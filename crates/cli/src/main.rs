use std::collections::HashSet;
use std::process::ExitCode;

use clap::Parser;
use itertools::Itertools;
use log::debug;

use electron_aliases_cli::cli_args::{Args, Command};
use electron_aliases_cli::interaction::{self, MenuChoice};
use electron_aliases_cli::launch::build_launch_command;
use electron_aliases_core::config::{self, DEFAULT_LAUNCHER};
use electron_aliases_core::error::{Error, Result};
use electron_aliases_core::store::AliasStore;

fn list_aliases(store: &AliasStore) -> Result<()> {
    let records = store.list()?;
    interaction::print_alias_listing(&records);
    Ok(())
}

fn create_alias(store: &AliasStore, alias_path: &str, name: &str, target: &str) -> Result<()> {
    let command = build_launch_command(DEFAULT_LAUNCHER, target);
    store.upsert(name, &command)?;

    println!("Alias `{name}` created for `{target}`");
    interaction::print_source_hint(alias_path);
    Ok(())
}

fn create_alias_interactive(store: &AliasStore, alias_path: &str) -> Result<()> {
    let name = interaction::prompt_alias_name()?;
    let target = interaction::prompt_target()?;

    if !interaction::confirm(&format!("Create alias `{name}` for `{target}`?"), true)? {
        return Err(Error::Cancelled);
    }

    create_alias(store, alias_path, &name, &target)
}

fn remove_aliases_interactive(store: &AliasStore, alias_path: &str) -> Result<()> {
    let records = store.list()?;
    if records.is_empty() {
        println!("No aliases to remove");
        return Ok(());
    }

    let selected = interaction::prompt_removal_selection(&records)?;
    if !interaction::confirm(&format!("Remove {} alias(es)?", selected.len()), false)? {
        return Err(Error::Cancelled);
    }

    let removed = store.delete(&selected)?;
    println!(
        "Removed {removed} alias(es): {}",
        selected.iter().sorted().join(", ")
    );
    interaction::print_source_hint(alias_path);
    Ok(())
}

fn run_menu(store: &AliasStore, alias_path: &str) -> Result<()> {
    println!("electron-aliases: manage your Electron app launchers");

    loop {
        let action = match interaction::prompt_menu_choice()? {
            MenuChoice::List => list_aliases(store),
            MenuChoice::Create => create_alias_interactive(store, alias_path),
            MenuChoice::Remove => remove_aliases_interactive(store, alias_path),
            MenuChoice::Quit => break,
        };

        match action {
            Ok(()) => {}
            Err(Error::Cancelled) => println!("Operation cancelled"),
            // File trouble is reported but does not kill the menu.
            Err(e @ Error::Io { .. }) => eprintln!("{e}"),
            Err(e) => return Err(e),
        }
    }

    println!("Goodbye!");
    Ok(())
}

fn execute() -> Result<()> {
    let args = Args::parse();

    let alias_path = config::get_alias_file_path(&args.alias_file_path);
    let profile_path = config::get_profile_path(&args.profile_path);
    debug!("Alias file: `{alias_path}`, profile: `{profile_path}`");

    let store = AliasStore::new(alias_path.clone(), profile_path);

    match args.command {
        Some(Command::List) => list_aliases(&store),
        Some(Command::Add { name, target }) => create_alias(&store, &alias_path, &name, &target),
        Some(Command::Remove { names }) => {
            let selection: HashSet<String> = names.into_iter().collect();
            let removed = store.delete(&selection)?;
            println!("Removed {removed} alias(es)");
            Ok(())
        }
        None => run_menu(&store, &alias_path),
    }
}

fn main() -> ExitCode {
    env_logger::init();

    match execute() {
        Ok(()) => ExitCode::SUCCESS,
        Err(e) => {
            eprintln!("{e}");
            ExitCode::FAILURE
        }
    }
}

- [WHAT TO PRODUCE]: Retype each line above exactly as written.

- [YOUR RESPONSE]:
filename crates/cli/src/main.rs
use std::collections::HashSet;
use std::process::ExitCode;

use clap::Parser;
use itertools::Itertools;
use log::debug;

use electron_aliases_cli::cli_args::{Args, Command};
use electron_aliases_cli::interaction::{self, MenuChoice};
use electron_aliases_cli::launch::build_launch_command;
use electron_aliases_core::config::{self, DEFAULT_LAUNCHER};
use electron_aliases_core::error::{Error, Result};
use electron_aliases_core::store::AliasStore;

fn list_aliases(store: &AliasStore) -> Result<()> {
    let records = store.list()?;
    interaction::print_alias_listing(&records);
    Ok(())
}

fn create_alias(store: &AliasStore, alias_path: &str, name: &str, target: &str) -> Result<()> {
    let command = build_launch_command(DEFAULT_LAUNCHER, target);
    store.upsert(name, &command)?;

    println!("Alias `{name}` created for `{target}`");
    interaction::print_source_hint(alias_path);
    Ok(())
}

fn create_alias_interactive(store: &AliasStore, alias_path: &str) -> Result<()> {
    let name = interaction::prompt_alias_name()?;
    let target = interaction::prompt_target()?;

    if !interaction::confirm(&format!("Create alias `{name}` for `{target}`?"), true)? {
        return Err(Error::Cancelled);
    }

    create_alias(store, alias_path, &name, &target)
}

fn remove_aliases_interactive(store: &AliasStore, alias_path: &str) -> Result<()> {
    let records = store.list()?;
    if records.is_empty() {
        println!("No aliases to remove");
        return Ok(());
    }

    let selected = interaction::prompt_removal_selection(&records)?;
    if !interaction::confirm(&format!("Remove {} alias(es)?", selected.len()), false)? {
        return Err(Error::Cancelled);
    }

    let removed = store.delete(&selected)?;
    println!(
        "Removed {removed} alias(es): {}",
        selected.iter().sorted().join(", ")
    );
    interaction::print_source_hint(alias_path);
    Ok(())
}

fn run_menu(store: &AliasStore, alias_path: &str) -> Result<()> {
    println!("electron-aliases: manage your Electron app launchers");

    loop {
        let action = match interaction::prompt_menu_choice()? {
            MenuChoice::List => list_aliases(store),
            MenuChoice::Create => create_alias_interactive(store, alias_path),
            MenuChoice::Remove => remove_aliases_interactive(store, alias_path),
            MenuChoice::Quit => break,
        };

        match action {
            Ok(()) => {}
            Err(Error::Cancelled) => println!("Operation cancelled"),
            // File trouble is reported but does not kill the menu.
            Err(e @ Error::Io { .. }) => eprintln!("{e}"),
            Err(e) => return Err(e),
        }
    }

    println!("Goodbye!");
    Ok(())
}

fn execute() -> Result<()> {
    let args = Args::parse();

    let alias_path = config::get_alias_file_path(&args.alias_file_path);
    let profile_path = config::get_profile_path(&args.profile_path);
    debug!("Alias file: `{alias_path}`, profile: `{profile_path}`");

    let store = AliasStore::new(alias_path.clone(), profile_path);

    match args.command {
        Some(Command::List) => list_aliases(&store),
        Some(Command::Add { name, target }) => create_alias(&store, &alias_path, &name, &target),
        Some(Command::Remove { names }) => {
            let selection: HashSet<String> = names.into_iter().collect();
            let removed = store.delete(&selection)?;
            println!("Removed {removed} alias(es)");
            Ok(())
        }
        None => run_menu(&store, &alias_path),
    }
}

fn main() -> ExitCode {
    env_logger::init();

    match execute() {
        Ok(()) => ExitCode::SUCCESS,
        Err(e) => {
            eprintln!("{e}");
            ExitCode::FAILURE
        }
    }
}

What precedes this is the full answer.